Stock Insurance Companies
For stock insurance companies, shareholders purchase stock in the company either through direct offerings by the company or in the secondary market. The shared ownership gives them a voice in electing a board of directors that oversees company management. In addition to selling shares, stock companies also add capital through operating income, including money earned from assets backing reserve funds (money set aside to pay claims). Note that stock companies may be publicly traded or private. Their biggest advantage (compared to mutual companies) is easier access to capital to pay claims or fund business growth among other business purposes. Because ownership is vested in stockholders, the stock companies’ policyholders have no voting rights regarding board members. In comparison, for mutual companies, policyholders are the voting members for mutual companies.

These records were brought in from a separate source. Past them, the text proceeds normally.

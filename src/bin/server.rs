//! memkv Server Binary
//!
//! Starts the TCP server for memkv.

use std::sync::Arc;
use std::time::Duration;

use clap::Parser;
use memkv::network::Server;
use memkv::{Config, Engine};
use tracing_subscriber::{fmt, EnvFilter};

/// memkv Server
#[derive(Parser, Debug)]
#[command(name = "memkv-server")]
#[command(about = "In-memory key-value store with TTLs, transactions and snapshots")]
#[command(version)]
struct Args {
    /// Data directory (holds the snapshot file)
    #[arg(short, long, default_value = ".")]
    data_dir: String,

    /// Snapshot file name inside the data directory
    #[arg(short, long, default_value = "MemStore")]
    snapshot_file: String,

    /// Listen address (host:port)
    #[arg(short, long, default_value = "127.0.0.1:8080")]
    listen: String,

    /// Maximum concurrent connections
    #[arg(short, long, default_value = "1024")]
    max_connections: usize,

    /// Skip the expiration sweep before each accept
    #[arg(long)]
    no_sweep_on_accept: bool,

    /// Skip the snapshot after each accepted connection
    #[arg(long)]
    no_snapshot_on_accept: bool,

    /// Also sweep expired keys every N seconds (0 = off)
    #[arg(long, default_value = "0")]
    sweep_interval_secs: u64,
}

fn main() {
    // Initialize tracing/logging
    let filter = EnvFilter::try_from_default_env()
        .unwrap_or_else(|_| EnvFilter::new("info,memkv=debug"));

    fmt()
        .with_env_filter(filter)
        .with_target(true)
        .with_thread_ids(true)
        .init();

    let args = Args::parse();

    tracing::info!("memkv server v{}", memkv::VERSION);
    tracing::info!("Data directory: {}", args.data_dir);
    tracing::info!("Listen address: {}", args.listen);

    let sweep_interval = match args.sweep_interval_secs {
        0 => None,
        secs => Some(Duration::from_secs(secs)),
    };

    // Build config from args
    let config = Config::builder()
        .data_dir(&args.data_dir)
        .snapshot_file(&args.snapshot_file)
        .listen_addr(&args.listen)
        .max_connections(args.max_connections)
        .sweep_on_accept(!args.no_sweep_on_accept)
        .snapshot_on_accept(!args.no_snapshot_on_accept)
        .sweep_interval(sweep_interval)
        .build();

    // Open engine (loads the snapshot if present)
    let engine = match Engine::open(config.clone()) {
        Ok(e) => Arc::new(e),
        Err(e) => {
            tracing::error!("Failed to open engine: {}", e);
            std::process::exit(1);
        }
    };

    tracing::info!(keys = engine.store().len(), "Engine initialized successfully");

    // Start server
    let mut server = Server::new(config, engine);
    if let Err(e) = server.run() {
        tracing::error!("Server error: {}", e);
        std::process::exit(1);
    }

    tracing::info!("Server stopped");
}
//! Store Module
//!
//! The in-memory key → entry map and the store-wide transaction buffer.
//!
//! ## Responsibilities
//! - Get/set/delete values
//! - Per-key absolute expiration and TTL queries
//! - Buffer mutations while a transaction is active
//! - Render the whole store (`list`) or the store ordered by value (`sort`)
//! - Evict expired keys when asked (`sweep_expired`)
//!
//! ## Data Structure Choice
//! An `IndexMap` behind one `parking_lot::Mutex`:
//! - Keys iterate in first-insertion order, for `list` and for `sort` ties
//! - Overwriting a key keeps its position; removal keeps the others in order
//! - One lock covers entries and transaction state, so every operation is
//!   linearizable with respect to every other

mod entry;
mod expiry;
mod transaction;

use std::time::SystemTime;

use indexmap::IndexMap;
use parking_lot::Mutex;

use crate::error::Result;

pub use entry::{Entry, Ttl};
pub use expiry::deadline_after;
pub use transaction::{Operation, TransactionBuffer};

/// Committed entries in first-insertion order
pub type EntryMap = IndexMap<String, Entry>;

/// Rendered when `list`/`sort` find nothing
pub const EMPTY_DUMP: &str = "No Data Exist";

/// Line prefix for each rendered entry
pub const ENTRY_PREFIX: &str = "------  ";

/// Outcome of a mutation that may target a missing key
#[derive(Debug, Clone, Copy, PartialEq, Eq)]
pub enum KeyStatus {
    Ok,
    NotFound,
}

/// State guarded by the store lock
#[derive(Debug, Default)]
struct Inner {
    entries: EntryMap,
    transaction: TransactionBuffer,
}

/// The shared key-value store
///
/// ## Concurrency Model: one coarse lock
///
/// Every method acquires `inner` for its whole duration: lookups,
/// mutations, transaction buffering, the sweep, and rendering. Readers are
/// serialized with writers. No file or network I/O happens under the lock.
///
/// ## Transactions
///
/// The transaction flag and pending buffer belong to the store, not to a
/// caller. While active, `set`/`delete`/`expire` are staged; reads always
/// see committed state.
#[derive(Debug, Default)]
pub struct Store {
    inner: Mutex<Inner>,
}

impl Store {
    /// Create an empty store
    pub fn new() -> Self {
        Self::default()
    }

    /// Create a store pre-filled with `entries`
    pub fn with_entries(entries: EntryMap) -> Self {
        Self {
            inner: Mutex::new(Inner {
                entries,
                transaction: TransactionBuffer::new(),
            }),
        }
    }

    // =========================================================================
    // Key Operations
    // =========================================================================

    /// Upsert a value (clears any TTL), or stage it during a transaction
    pub fn set(&self, key: impl Into<String>, value: impl Into<String>) {
        let key = key.into();
        let value = value.into();
        let mut inner = self.inner.lock();

        if inner.transaction.is_active() {
            inner.transaction.push(Operation::Set { key, value });
        } else {
            inner.entries.insert(key, Entry::new(value));
        }
    }

    /// Get the committed value for `key`
    pub fn get(&self, key: &str) -> Option<String> {
        let inner = self.inner.lock();
        inner.entries.get(key).map(|entry| entry.value.clone())
    }

    /// Remove `key`
    ///
    /// During a transaction the delete is staged and reported `Ok` without
    /// checking whether the key exists.
    pub fn delete(&self, key: &str) -> KeyStatus {
        let mut inner = self.inner.lock();

        if inner.transaction.is_active() {
            inner.transaction.push(Operation::Delete { key: key.to_string() });
            return KeyStatus::Ok;
        }

        match inner.entries.shift_remove(key) {
            Some(_) => KeyStatus::Ok,
            None => KeyStatus::NotFound,
        }
    }

    /// Expire `key` `seconds` from now (negative = already expired)
    ///
    /// During a transaction the expire is staged, reported `Ok`, and its
    /// deadline is computed at commit time.
    pub fn expire(&self, key: &str, seconds: i64) -> Result<KeyStatus> {
        let now = SystemTime::now();
        // Validate range up front so a staged expire cannot fail on commit
        let deadline = deadline_after(now, seconds)?;
        let mut inner = self.inner.lock();

        if inner.transaction.is_active() {
            inner.transaction.push(Operation::Expire {
                key: key.to_string(),
                seconds,
            });
            return Ok(KeyStatus::Ok);
        }

        match inner.entries.get_mut(key) {
            Some(entry) => {
                entry.expires_at = Some(deadline);
                Ok(KeyStatus::Ok)
            }
            None => Ok(KeyStatus::NotFound),
        }
    }

    /// Remaining lifetime of `key`
    pub fn ttl(&self, key: &str) -> Ttl {
        let inner = self.inner.lock();
        match inner.entries.get(key) {
            Some(entry) => entry.ttl_at(SystemTime::now()),
            None => Ttl::Missing,
        }
    }

    // =========================================================================
    // Rendering
    // =========================================================================

    /// Dump every key and entry in key order
    pub fn list(&self) -> String {
        let inner = self.inner.lock();
        render(inner.entries.iter())
    }

    /// Dump every key and entry ordered by value
    ///
    /// Entries with equal values keep key order.
    pub fn sort(&self) -> String {
        let inner = self.inner.lock();
        let mut sorted: Vec<(&String, &Entry)> = inner.entries.iter().collect();
        sorted.sort_by(|a, b| a.1.value.cmp(&b.1.value));
        render(sorted.into_iter())
    }

    // =========================================================================
    // Transactions
    // =========================================================================

    /// Enter transaction mode (idempotent, keeps staged operations)
    pub fn begin(&self) {
        self.inner.lock().transaction.begin();
    }

    /// Apply staged operations in order and leave transaction mode
    ///
    /// Returns the number of operations applied. Safe to call while idle.
    pub fn commit(&self) -> usize {
        let mut inner = self.inner.lock();
        let ops = inner.transaction.take();
        let count = ops.len();
        let now = SystemTime::now();

        for op in ops {
            op.apply(&mut inner.entries, now);
        }

        count
    }

    /// Drop staged operations and leave transaction mode
    ///
    /// Returns the number of operations discarded. Safe to call while idle.
    pub fn rollback(&self) -> usize {
        self.inner.lock().transaction.discard()
    }

    /// Whether a transaction is active
    pub fn in_transaction(&self) -> bool {
        self.inner.lock().transaction.is_active()
    }

    /// Number of staged operations
    pub fn pending_len(&self) -> usize {
        self.inner.lock().transaction.len()
    }

    // =========================================================================
    // Expiration
    // =========================================================================

    /// Evict every entry whose deadline has passed
    ///
    /// Returns the number of evicted keys.
    pub fn sweep_expired(&self) -> usize {
        let mut inner = self.inner.lock();
        expiry::sweep(&mut inner.entries, SystemTime::now())
    }

    // =========================================================================
    // Snapshot Support
    // =========================================================================

    /// Point-in-time copy of committed entries
    pub fn entries(&self) -> EntryMap {
        self.inner.lock().entries.clone()
    }

    /// Replace committed entries wholesale; transaction state is untouched
    pub fn replace_entries(&self, entries: EntryMap) {
        self.inner.lock().entries = entries;
    }

    // =========================================================================
    // Accessors
    // =========================================================================

    /// Number of committed keys (expired but unswept keys included)
    pub fn len(&self) -> usize {
        self.inner.lock().entries.len()
    }

    pub fn is_empty(&self) -> bool {
        self.inner.lock().entries.is_empty()
    }

    pub fn contains_key(&self, key: &str) -> bool {
        self.inner.lock().entries.contains_key(key)
    }
}

/// Render entries as one line each, or the empty sentinel
fn render<'a>(entries: impl Iterator<Item = (&'a String, &'a Entry)>) -> String {
    let mut out = String::from("\n");
    let mut any = false;

    for (key, entry) in entries {
        any = true;
        out.push_str(ENTRY_PREFIX);
        out.push_str(key);
        out.push(' ');
        out.push_str(&entry.to_string());
        out.push('\n');
    }

    if any {
        out
    } else {
        EMPTY_DUMP.to_string()
    }
}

Mutual Insurance Companies
Because a mutual insurance company is owned by its policyholders, they share ownership in the company, and, as such, they may vote in the board of directors’ elections. Increasing equity capital for mutual companies tends to happen in the form of retaining net earnings. Because mutual companies do not have common stock per se, they do not have ready access to equity markets to raise equity capital. Demutualization (i.e., when a mutual company chooses to become a stock company) can occur when a mutual company needs to raise cash for business growth or cover higher than expected claims. Mutual companies may also merge, whereby the resulting entity is typically better off financially because of its expanded market share position.
As Table 1 shows, insurers in the life industry comprise the majority of both stock and mutual companies, followed by insurers in the P/C industry as of year-end 2013 (based on BACV).
Table 1: Mutual Versus Stock Companies – Insurance Industry Types
(Year-end 2013, % of total U.S. insurance industry cash and invested assets)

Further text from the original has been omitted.